The lines below that include the word "IoError" are to be reported.

+ + + +

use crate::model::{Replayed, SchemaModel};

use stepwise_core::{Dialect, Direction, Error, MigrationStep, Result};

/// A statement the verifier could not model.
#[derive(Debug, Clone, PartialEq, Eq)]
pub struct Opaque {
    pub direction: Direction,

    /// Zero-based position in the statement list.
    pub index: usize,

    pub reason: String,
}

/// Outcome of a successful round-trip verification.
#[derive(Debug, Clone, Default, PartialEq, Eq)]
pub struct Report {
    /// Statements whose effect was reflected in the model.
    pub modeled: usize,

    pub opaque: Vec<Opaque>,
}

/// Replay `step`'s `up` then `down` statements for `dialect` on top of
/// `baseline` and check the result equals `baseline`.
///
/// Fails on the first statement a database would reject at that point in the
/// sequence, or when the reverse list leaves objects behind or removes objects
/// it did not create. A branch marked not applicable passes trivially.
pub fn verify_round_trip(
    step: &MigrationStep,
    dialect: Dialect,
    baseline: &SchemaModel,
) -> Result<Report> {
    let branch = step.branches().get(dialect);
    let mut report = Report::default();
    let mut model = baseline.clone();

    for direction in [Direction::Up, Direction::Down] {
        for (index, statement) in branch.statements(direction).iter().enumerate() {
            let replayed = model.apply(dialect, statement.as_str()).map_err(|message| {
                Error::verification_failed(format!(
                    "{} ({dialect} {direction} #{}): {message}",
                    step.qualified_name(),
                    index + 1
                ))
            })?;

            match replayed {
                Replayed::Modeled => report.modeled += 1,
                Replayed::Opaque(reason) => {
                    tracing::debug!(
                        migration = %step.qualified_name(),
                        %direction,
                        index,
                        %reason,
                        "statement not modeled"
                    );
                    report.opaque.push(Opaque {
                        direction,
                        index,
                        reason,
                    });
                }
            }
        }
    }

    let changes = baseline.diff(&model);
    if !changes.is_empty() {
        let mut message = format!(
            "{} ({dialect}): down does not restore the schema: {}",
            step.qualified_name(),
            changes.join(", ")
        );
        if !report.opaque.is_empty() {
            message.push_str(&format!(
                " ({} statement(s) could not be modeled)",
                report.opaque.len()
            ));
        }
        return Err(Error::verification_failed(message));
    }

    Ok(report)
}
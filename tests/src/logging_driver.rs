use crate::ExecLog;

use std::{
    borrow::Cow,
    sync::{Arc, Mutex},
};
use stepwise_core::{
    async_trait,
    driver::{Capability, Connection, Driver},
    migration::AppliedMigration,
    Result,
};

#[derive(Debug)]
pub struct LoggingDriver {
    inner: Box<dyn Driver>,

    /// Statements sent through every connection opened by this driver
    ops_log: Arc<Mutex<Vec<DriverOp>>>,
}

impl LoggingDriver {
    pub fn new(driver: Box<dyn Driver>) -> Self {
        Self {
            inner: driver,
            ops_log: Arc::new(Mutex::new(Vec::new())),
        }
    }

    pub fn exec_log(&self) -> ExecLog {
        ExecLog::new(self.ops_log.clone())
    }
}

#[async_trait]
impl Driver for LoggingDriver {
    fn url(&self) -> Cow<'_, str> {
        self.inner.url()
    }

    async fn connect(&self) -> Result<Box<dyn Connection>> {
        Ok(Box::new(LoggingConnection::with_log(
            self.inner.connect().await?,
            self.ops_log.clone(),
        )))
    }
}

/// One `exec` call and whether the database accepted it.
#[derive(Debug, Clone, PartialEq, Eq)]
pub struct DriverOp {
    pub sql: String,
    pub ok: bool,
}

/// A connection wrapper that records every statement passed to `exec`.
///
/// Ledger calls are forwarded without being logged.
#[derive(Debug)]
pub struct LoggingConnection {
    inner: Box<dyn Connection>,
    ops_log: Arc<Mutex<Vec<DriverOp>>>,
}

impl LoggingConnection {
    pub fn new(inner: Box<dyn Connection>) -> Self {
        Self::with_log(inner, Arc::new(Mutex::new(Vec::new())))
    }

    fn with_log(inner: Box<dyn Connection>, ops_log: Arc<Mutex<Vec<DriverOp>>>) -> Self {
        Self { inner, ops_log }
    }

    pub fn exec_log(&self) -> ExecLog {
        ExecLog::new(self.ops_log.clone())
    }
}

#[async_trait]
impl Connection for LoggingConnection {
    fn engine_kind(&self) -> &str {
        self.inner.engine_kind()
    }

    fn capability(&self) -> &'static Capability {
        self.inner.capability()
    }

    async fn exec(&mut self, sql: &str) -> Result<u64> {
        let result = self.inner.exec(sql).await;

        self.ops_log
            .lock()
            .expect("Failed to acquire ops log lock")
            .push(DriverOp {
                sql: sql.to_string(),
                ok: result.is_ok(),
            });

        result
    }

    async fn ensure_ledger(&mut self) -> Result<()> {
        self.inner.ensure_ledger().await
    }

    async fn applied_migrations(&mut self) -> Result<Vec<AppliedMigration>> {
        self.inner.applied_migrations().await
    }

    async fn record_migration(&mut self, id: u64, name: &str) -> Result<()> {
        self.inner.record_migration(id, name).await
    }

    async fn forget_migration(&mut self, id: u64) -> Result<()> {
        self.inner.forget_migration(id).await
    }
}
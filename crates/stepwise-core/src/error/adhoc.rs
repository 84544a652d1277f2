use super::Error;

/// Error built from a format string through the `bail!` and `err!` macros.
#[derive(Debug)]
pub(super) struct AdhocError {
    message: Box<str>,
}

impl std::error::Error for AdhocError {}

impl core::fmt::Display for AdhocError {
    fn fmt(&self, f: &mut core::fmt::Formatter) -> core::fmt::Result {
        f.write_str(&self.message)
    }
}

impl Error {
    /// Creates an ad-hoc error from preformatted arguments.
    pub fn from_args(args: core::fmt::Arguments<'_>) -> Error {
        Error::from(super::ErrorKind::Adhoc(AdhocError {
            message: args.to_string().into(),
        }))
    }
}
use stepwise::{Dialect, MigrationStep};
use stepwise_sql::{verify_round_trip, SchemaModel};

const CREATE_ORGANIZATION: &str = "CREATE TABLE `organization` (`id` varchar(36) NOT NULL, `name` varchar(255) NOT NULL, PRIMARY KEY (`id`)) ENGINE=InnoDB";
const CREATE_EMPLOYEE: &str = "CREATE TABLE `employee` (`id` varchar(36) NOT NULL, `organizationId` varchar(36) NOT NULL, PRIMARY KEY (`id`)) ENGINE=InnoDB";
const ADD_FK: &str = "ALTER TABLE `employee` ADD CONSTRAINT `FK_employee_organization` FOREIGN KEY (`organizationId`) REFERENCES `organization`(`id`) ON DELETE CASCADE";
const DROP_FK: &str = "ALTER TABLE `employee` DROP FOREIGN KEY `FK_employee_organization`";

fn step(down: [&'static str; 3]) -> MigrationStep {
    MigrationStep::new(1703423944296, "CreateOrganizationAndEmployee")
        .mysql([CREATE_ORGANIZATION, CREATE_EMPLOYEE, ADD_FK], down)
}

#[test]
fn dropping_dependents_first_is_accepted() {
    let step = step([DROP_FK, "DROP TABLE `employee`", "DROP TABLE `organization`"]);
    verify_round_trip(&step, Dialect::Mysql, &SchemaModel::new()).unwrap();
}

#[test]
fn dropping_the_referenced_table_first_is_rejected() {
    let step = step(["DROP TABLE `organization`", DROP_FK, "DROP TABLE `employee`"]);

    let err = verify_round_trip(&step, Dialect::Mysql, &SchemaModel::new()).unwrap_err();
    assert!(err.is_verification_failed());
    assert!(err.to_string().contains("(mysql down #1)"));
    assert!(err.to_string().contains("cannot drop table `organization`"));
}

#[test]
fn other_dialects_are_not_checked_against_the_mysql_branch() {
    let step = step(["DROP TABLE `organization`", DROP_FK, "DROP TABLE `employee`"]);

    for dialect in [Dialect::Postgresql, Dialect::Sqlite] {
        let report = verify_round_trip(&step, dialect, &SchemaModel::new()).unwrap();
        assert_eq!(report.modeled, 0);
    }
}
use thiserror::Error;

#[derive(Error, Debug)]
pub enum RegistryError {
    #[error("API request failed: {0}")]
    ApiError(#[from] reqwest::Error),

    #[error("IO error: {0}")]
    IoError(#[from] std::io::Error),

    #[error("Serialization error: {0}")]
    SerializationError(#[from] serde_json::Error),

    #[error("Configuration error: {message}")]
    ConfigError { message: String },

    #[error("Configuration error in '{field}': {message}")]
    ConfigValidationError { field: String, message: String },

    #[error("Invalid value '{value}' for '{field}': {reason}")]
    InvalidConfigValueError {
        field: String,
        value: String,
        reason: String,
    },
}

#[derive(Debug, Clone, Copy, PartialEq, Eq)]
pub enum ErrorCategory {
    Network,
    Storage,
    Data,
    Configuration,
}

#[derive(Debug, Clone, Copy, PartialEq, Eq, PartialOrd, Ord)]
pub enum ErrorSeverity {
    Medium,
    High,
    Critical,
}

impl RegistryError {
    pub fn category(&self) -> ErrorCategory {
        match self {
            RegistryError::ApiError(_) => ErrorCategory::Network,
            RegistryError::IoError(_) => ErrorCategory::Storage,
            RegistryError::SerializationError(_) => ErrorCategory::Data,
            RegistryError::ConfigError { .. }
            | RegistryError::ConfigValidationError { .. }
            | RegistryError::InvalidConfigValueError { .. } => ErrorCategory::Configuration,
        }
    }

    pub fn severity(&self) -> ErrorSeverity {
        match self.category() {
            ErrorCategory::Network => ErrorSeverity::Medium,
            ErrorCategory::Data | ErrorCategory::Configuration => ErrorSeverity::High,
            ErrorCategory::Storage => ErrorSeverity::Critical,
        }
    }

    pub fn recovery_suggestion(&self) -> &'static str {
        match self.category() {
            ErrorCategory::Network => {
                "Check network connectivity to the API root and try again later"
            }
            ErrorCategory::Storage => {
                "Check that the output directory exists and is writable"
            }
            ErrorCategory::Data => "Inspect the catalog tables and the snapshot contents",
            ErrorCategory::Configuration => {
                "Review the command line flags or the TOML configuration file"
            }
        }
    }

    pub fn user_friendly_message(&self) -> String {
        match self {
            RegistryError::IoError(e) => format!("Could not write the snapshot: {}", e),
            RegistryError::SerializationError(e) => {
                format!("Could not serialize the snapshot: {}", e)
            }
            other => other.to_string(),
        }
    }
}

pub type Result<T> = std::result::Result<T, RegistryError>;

+ + + +

Answer to this task:
    IoError(#[from] std::io::Error),
            RegistryError::IoError(_) => ErrorCategory::Storage,
            RegistryError::IoError(e) => format!("Could not write the snapshot: {}", e),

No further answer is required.